Your task is to copy every line of the entries that contains "master".

** Opening INFORMATION SUPPLIED block **

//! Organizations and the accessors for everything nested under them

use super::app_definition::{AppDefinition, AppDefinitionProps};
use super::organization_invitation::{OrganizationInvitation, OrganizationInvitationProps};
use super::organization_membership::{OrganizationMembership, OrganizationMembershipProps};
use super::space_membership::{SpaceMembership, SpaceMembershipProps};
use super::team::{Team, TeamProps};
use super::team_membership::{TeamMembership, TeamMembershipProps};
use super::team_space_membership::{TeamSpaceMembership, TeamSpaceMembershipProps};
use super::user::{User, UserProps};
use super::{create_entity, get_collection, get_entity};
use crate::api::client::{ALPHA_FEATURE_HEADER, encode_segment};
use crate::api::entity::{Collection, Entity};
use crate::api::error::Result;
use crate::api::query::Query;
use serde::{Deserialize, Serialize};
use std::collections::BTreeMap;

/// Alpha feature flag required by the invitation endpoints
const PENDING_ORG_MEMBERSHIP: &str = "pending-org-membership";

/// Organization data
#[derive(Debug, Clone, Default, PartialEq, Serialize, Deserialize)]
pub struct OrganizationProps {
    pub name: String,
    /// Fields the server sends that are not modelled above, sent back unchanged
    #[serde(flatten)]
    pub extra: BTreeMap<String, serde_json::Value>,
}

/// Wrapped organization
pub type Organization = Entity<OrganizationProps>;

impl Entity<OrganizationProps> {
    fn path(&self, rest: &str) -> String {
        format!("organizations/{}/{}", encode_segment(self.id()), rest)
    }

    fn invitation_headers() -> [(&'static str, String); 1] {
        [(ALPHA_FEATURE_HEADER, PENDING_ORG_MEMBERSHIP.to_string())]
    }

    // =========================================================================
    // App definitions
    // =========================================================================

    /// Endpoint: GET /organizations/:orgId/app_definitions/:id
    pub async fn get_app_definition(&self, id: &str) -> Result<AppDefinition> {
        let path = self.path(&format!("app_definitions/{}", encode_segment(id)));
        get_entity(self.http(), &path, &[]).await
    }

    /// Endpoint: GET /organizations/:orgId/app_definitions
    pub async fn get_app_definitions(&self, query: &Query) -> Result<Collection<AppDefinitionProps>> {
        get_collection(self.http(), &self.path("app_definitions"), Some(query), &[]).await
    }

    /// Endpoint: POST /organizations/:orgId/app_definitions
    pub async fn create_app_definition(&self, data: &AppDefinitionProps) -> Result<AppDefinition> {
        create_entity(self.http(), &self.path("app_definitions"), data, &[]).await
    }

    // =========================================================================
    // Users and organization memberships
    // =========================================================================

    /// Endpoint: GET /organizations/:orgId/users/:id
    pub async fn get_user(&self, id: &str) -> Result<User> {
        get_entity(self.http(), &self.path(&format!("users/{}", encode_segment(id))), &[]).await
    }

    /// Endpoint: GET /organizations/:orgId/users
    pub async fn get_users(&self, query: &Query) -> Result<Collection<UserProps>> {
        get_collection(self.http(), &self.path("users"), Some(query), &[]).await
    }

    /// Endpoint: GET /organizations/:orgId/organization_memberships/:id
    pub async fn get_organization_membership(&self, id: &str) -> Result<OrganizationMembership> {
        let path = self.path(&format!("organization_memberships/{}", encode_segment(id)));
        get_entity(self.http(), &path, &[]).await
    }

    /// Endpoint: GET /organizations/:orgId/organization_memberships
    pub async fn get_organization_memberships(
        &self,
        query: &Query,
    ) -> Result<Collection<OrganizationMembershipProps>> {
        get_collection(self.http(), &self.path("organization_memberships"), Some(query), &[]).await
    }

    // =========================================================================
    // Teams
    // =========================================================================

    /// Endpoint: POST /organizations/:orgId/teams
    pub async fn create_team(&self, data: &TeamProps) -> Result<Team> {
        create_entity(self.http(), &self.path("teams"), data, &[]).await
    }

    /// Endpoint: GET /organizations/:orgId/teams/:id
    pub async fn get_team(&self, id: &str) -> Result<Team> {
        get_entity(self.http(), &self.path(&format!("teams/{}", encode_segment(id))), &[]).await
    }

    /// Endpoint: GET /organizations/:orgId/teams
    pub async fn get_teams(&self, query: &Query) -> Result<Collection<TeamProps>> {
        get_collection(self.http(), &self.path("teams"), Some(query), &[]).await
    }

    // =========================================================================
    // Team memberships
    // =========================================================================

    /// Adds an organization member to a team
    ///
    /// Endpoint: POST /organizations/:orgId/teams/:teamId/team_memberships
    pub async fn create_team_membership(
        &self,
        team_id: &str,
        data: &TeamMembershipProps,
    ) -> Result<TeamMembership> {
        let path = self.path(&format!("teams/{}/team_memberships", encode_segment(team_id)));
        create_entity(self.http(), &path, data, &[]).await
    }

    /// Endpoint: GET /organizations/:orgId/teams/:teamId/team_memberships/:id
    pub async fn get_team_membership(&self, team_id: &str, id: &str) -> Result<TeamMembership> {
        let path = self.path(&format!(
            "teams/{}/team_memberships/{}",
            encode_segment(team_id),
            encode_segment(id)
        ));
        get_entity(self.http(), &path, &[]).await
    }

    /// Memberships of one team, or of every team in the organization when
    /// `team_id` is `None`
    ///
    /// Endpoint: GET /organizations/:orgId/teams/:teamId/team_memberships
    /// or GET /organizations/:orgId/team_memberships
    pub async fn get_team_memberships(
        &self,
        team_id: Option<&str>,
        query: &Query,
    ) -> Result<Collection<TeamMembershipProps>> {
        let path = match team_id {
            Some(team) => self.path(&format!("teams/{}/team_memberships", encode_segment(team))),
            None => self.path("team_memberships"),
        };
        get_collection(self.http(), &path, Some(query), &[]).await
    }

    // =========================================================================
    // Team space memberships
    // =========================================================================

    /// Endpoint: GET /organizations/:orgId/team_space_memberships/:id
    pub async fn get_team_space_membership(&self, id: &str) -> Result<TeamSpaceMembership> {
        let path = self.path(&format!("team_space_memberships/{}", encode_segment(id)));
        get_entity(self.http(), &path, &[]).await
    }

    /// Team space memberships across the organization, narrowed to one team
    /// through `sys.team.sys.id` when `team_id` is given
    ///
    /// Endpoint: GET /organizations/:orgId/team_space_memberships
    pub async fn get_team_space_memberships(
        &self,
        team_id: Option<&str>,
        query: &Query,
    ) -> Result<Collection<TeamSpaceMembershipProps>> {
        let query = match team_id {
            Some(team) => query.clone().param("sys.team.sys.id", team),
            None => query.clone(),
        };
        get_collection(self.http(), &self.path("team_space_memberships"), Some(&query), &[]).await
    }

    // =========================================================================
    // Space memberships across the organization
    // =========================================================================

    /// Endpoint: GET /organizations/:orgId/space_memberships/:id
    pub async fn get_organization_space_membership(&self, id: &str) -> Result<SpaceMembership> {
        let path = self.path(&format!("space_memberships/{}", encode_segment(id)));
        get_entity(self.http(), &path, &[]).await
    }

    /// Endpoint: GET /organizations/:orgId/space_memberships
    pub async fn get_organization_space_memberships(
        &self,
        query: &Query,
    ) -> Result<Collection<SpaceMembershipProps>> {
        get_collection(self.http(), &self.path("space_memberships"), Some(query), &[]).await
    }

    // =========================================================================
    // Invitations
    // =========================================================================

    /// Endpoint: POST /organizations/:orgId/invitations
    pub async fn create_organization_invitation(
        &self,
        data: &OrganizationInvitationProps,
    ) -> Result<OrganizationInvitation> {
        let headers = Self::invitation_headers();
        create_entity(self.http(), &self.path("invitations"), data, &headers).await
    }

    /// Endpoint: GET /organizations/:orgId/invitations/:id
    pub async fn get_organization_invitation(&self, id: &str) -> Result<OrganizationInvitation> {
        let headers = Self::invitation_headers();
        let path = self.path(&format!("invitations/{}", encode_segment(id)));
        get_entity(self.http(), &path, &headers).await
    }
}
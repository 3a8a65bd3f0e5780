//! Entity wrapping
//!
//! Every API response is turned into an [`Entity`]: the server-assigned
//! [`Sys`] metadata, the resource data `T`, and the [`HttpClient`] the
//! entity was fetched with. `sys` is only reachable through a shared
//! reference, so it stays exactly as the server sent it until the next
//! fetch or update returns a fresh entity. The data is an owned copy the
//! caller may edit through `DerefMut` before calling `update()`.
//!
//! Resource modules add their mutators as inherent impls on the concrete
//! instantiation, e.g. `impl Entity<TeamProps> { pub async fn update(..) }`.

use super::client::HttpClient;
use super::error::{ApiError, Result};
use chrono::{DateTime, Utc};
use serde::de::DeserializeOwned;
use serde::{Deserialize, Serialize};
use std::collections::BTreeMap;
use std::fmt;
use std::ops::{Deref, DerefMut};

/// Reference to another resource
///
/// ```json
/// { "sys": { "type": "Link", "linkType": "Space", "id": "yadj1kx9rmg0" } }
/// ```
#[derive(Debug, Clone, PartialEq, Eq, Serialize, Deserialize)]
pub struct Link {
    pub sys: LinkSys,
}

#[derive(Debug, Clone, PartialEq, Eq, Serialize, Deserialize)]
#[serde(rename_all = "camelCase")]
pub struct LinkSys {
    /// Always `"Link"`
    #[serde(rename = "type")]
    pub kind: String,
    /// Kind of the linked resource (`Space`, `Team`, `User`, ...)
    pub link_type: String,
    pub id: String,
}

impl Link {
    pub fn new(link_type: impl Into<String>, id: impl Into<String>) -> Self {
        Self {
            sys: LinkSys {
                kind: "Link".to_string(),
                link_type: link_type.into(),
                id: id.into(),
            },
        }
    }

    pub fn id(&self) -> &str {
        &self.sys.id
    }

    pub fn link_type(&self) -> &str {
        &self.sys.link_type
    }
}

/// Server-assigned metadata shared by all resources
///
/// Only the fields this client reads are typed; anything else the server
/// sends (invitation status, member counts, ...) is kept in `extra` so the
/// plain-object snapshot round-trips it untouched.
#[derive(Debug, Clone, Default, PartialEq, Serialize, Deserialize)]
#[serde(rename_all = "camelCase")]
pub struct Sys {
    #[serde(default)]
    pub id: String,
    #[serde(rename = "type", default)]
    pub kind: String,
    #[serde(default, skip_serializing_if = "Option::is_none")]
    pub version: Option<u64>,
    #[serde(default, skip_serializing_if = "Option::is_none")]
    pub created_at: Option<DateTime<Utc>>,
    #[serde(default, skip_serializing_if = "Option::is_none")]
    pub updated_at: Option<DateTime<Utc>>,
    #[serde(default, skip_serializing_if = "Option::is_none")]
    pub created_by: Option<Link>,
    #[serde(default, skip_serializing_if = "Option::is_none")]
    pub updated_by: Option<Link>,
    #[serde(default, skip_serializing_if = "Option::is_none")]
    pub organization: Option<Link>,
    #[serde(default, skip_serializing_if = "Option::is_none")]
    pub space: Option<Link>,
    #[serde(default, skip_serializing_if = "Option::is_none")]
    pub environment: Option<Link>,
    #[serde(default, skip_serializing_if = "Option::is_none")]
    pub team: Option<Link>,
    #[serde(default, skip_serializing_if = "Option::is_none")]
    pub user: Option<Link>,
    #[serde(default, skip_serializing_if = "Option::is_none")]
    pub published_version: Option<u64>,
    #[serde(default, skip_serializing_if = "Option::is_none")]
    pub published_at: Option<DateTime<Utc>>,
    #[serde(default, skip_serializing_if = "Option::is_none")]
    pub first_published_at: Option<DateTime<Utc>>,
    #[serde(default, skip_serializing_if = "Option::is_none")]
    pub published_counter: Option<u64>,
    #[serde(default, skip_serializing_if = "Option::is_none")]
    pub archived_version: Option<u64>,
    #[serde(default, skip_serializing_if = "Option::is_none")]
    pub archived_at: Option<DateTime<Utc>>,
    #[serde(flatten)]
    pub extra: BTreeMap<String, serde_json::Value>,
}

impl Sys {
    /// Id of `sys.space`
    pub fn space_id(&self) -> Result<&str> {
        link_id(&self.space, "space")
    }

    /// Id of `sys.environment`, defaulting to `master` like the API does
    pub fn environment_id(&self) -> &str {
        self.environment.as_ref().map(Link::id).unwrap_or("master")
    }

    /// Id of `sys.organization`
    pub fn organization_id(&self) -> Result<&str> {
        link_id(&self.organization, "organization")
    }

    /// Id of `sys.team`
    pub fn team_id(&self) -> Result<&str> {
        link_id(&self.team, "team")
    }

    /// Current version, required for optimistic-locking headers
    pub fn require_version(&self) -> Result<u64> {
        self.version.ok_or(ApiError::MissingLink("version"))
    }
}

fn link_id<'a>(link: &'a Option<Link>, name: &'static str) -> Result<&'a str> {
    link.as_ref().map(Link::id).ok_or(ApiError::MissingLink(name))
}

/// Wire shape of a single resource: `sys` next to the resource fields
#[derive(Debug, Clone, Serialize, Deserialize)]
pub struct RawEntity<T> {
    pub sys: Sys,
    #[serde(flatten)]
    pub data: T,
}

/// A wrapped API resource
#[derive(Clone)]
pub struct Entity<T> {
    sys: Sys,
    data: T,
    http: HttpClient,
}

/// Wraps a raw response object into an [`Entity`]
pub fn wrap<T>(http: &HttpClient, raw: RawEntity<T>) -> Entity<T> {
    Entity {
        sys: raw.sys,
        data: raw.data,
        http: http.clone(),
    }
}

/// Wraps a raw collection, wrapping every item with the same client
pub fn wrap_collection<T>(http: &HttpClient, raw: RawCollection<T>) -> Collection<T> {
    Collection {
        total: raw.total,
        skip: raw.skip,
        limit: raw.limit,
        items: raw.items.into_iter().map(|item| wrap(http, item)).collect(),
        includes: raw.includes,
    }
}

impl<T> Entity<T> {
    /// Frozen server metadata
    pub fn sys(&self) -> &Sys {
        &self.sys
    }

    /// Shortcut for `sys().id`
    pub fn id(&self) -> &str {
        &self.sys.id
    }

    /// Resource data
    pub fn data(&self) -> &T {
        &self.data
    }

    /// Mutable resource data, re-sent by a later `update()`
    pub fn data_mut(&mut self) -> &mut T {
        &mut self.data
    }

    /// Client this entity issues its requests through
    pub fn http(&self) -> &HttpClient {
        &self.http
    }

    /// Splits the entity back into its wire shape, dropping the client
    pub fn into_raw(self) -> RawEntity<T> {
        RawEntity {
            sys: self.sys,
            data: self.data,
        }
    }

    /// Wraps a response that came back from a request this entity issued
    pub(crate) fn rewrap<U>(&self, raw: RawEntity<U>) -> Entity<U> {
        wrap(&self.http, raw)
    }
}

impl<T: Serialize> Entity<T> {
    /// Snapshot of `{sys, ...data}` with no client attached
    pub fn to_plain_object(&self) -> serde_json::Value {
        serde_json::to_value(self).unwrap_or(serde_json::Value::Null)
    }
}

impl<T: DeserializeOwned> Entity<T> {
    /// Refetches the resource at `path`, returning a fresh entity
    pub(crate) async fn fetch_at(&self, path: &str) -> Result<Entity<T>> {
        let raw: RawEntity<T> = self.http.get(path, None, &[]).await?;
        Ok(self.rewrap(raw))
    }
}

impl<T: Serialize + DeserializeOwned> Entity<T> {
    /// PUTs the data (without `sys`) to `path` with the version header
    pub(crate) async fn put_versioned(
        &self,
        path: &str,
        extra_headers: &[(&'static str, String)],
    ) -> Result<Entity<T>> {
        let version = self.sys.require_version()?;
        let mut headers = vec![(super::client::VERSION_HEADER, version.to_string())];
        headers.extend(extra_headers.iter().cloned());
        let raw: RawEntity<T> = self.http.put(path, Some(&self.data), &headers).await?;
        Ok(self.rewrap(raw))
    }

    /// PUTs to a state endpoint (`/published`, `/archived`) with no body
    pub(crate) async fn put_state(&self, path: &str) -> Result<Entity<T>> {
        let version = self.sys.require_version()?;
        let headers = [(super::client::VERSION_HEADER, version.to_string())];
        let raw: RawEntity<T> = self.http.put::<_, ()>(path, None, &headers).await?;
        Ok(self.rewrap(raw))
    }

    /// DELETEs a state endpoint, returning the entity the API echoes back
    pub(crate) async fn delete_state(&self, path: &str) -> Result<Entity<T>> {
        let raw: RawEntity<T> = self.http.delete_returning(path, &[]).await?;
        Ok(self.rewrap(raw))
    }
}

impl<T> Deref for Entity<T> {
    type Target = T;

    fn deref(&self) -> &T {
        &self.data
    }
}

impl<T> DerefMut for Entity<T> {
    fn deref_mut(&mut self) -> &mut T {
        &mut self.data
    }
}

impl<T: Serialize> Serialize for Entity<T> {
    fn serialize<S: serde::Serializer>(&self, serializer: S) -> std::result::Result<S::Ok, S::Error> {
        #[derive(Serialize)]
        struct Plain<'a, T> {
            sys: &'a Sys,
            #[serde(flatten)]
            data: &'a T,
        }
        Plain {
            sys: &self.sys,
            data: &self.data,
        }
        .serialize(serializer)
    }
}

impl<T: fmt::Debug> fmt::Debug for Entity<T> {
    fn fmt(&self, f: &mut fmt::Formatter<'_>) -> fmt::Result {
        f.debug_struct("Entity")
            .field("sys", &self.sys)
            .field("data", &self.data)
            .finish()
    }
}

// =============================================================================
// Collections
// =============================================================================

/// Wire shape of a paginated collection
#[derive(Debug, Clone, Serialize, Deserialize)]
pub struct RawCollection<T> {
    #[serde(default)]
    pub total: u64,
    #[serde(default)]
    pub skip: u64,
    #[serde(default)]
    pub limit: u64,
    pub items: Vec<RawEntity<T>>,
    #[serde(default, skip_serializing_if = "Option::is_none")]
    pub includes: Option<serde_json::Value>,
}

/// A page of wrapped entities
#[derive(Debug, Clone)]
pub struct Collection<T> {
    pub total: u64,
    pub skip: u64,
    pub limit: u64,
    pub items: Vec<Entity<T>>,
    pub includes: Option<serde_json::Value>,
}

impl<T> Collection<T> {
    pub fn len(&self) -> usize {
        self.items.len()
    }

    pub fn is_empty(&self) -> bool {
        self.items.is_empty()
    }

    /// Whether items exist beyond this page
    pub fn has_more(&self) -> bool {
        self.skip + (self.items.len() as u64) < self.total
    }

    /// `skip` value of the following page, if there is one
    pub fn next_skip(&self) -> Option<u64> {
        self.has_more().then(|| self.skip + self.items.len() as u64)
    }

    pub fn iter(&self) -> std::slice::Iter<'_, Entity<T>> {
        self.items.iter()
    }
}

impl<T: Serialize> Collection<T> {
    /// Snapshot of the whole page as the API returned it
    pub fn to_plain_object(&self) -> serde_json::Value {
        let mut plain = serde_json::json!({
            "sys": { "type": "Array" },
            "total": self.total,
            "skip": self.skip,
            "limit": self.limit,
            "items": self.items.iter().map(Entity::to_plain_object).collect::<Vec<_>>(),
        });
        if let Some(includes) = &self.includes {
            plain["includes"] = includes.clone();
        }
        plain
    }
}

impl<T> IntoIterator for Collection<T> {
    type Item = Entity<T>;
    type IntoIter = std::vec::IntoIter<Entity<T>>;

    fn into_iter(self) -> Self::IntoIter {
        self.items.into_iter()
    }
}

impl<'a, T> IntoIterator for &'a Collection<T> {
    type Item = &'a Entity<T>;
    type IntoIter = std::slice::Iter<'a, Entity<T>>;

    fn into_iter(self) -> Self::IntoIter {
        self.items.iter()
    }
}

** Closing INFORMATION SUPPLIED block **

RESPONSE TO THIS EXERCISE ->
    /// Id of `sys.environment`, defaulting to `master` like the API does
        self.environment.as_ref().map(Link::id).unwrap_or("master")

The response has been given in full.